Hands-On: Resident Evil Village’s PlayStation 5 demo introduces the creepy new villains
Resident Evil Village isn’t coming to consoles and PC until May 7, but PlayStation 5 owners can get a small taste of its scares through an exclusive demo that launched this week.
Capcom refers to this demo as Maiden, and interestingly, it doesn’t actually take place in the full game. Instead of playing as Ethan Winters, the protagonist from Resident Evil VII who returns in the sequel, you play as a character known generically as the maiden. You can’t fight or carry any weapons here; your only goal is to try to escape the castle dungeon.
The nearly 4GB demo is meant to be a one-off experience. During the recent Resident Evil Showcase livestream, producer Peter Fabiano said they wanted to give players a “real feel of the visuals and audio” in Village. Perhaps Capcom was also inspired by Hideo Kojima’s standalone P.T. demo for PS4 (which was supposed to set up Silent Hills before the studio scrapped the project).
Maiden is a brief but effective introduction to Village’s snow-covered Dimitrescu Castle and the spooky denizens within it. Since you can’t defend yourself, you spend most of your time exploring, collecting items, and solving simple puzzles. It feels like a short adventure game that happens to be set in the Resident Evil universe.
Don’t Let Them See You
Maiden immediately thrusts you into the role of the titular character, who wakes up inside a damp prison cell with nothing but her clothes and a flashlight. A scrap of paper tucked away in the wall contains some instructions on how to escape the castle. The note reveals that someone (who is also trapped down here) is trying to help you.
You can tell right away that something horribly wrong is going on. Dead bodies stuffed in canvas bags hang from the ceiling, there are buckets filled with blood, and each cell has medieval torture devices and other sharp instruments. As you navigate the dimly lit dungeon — it was so dark that I had to crank up the brightness in the game’s settings — you’ll also hear strange growling noises as if a deadly beast is trying to break in.
Once you get past that area, however, you come across a different kind of world inside the castle, one filled with ornate furniture and golden chandeliers. The rooms and hallways feel like they were ripped straight out of the Victorian era. But as with the dungeon, everything just feels off.

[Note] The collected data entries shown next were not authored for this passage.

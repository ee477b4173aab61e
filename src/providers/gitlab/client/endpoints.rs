use chrono::NaiveDate;
use log::debug;
use serde::de::DeserializeOwned;

use super::core::GitLabClient;
use crate::auth::Token;
use crate::error::Result;
use crate::providers::gitlab::types::{Commit, Event, MergeRequest};

const NEXT_PAGE_HEADER: &str = "x-next-page";
const DATE_FORMAT: &str = "%Y-%m-%d";

async fn decode<T: DeserializeOwned>(response: reqwest::Response) -> Result<T> {
    let body = response.text().await?;
    Ok(serde_json::from_str(&body)?)
}

fn next_page(response: &reqwest::Response) -> Option<u32> {
    response
        .headers()
        .get(NEXT_PAGE_HEADER)
        .and_then(|value| value.to_str().ok())
        .and_then(|value| value.trim().parse().ok())
}

impl GitLabClient {
    /// Fetches every event of a user strictly between two dates, following pagination.
    pub async fn fetch_user_events(
        &self,
        user_id: u64,
        token: &Token,
        after: NaiveDate,
        before: NaiveDate,
    ) -> Result<Vec<Event>> {
        let mut all_events = Vec::new();
        let mut page: u32 = 1;

        loop {
            let mut url = self.endpoint(&format!("users/{user_id}/events"))?;
            url.query_pairs_mut()
                .append_pair("after", &after.format(DATE_FORMAT).to_string())
                .append_pair("before", &before.format(DATE_FORMAT).to_string())
                .append_pair("per_page", &self.options.per_page.to_string())
                .append_pair("page", &page.to_string());

            let response = self.get(url, token).await?;
            let next = next_page(&response);
            let events: Vec<Event> = decode(response).await?;

            debug!(
                "Fetched {} events for user {user_id} (page {page})",
                events.len()
            );

            let fetched_count = events.len();
            all_events.extend(events);

            match next {
                Some(next) if fetched_count > 0 && next > page => page = next,
                _ => break,
            }
        }

        Ok(all_events)
    }

    pub async fn fetch_merge_request(
        &self,
        project_id: u64,
        iid: u64,
        token: &Token,
    ) -> Result<MergeRequest> {
        let url = self.endpoint(&format!("projects/{project_id}/merge_requests/{iid}"))?;
        let response = self.get(url, token).await?;
        decode(response).await
    }

    pub async fn fetch_commit(&self, project_id: u64, sha: &str, token: &Token) -> Result<Commit> {
        let url = self.endpoint(&format!("projects/{project_id}/repository/commits/{sha}"))?;
        let response = self.get(url, token).await?;
        decode(response).await
    }
}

Heavy curtains are drawn tightly over most of the windows, leaving candles as the only source of light. Peeking underneath them reveals the fact that it’s actually daytime outside. Noisy footsteps echo off the walls, and there’s eerie laughter that seems to come out of thin air. At one point, a shadowy figure just casually glides up a staircase.
There was a perpetual sense of dread as I roamed the castle, and it immediately brought me back to the police station’s labyrinthine corridors from Resident Evil 2 (when I played the original version on PS1). The castle retains that classic Resident Evil atmosphere, where it’s easy to get lost and you’re never sure what kind of threat is waiting for you around the next corner.
One of the last instructions from the note I found simply said, “Don’t let them see you.” I eventually found out that “them” meant the owners of the castle: Lady Dimitrescu (the towering figure from the trailers) and her hungry children. The only hostile encounter in the demo comes from facing one of Dimitrescu’s daughters, who wields a dirty sickle and can transform at will into a horde of ugly insects.
The battle led to a heart-pumping finale with Lady Dimitrescu herself, and it left me pretty excited for what Village has in store. I was a little disappointed that Maiden didn’t take advantage of the DualSense controller, nor did it give a good idea of the game’s new mechanics. But I suppose that’s why Capcom has another demo (to be released in the spring for all platforms) in the works.
However, as a standalone tale, Maiden is a fun preview of where the studio is taking its horror franchise and a tantalizing tease of the mythology behind Dimitrescu Castle. It’s not as groundbreaking or complex as P.T. was, but it still left me wanting more. And I’m sure that’s exactly what Capcom was hoping for.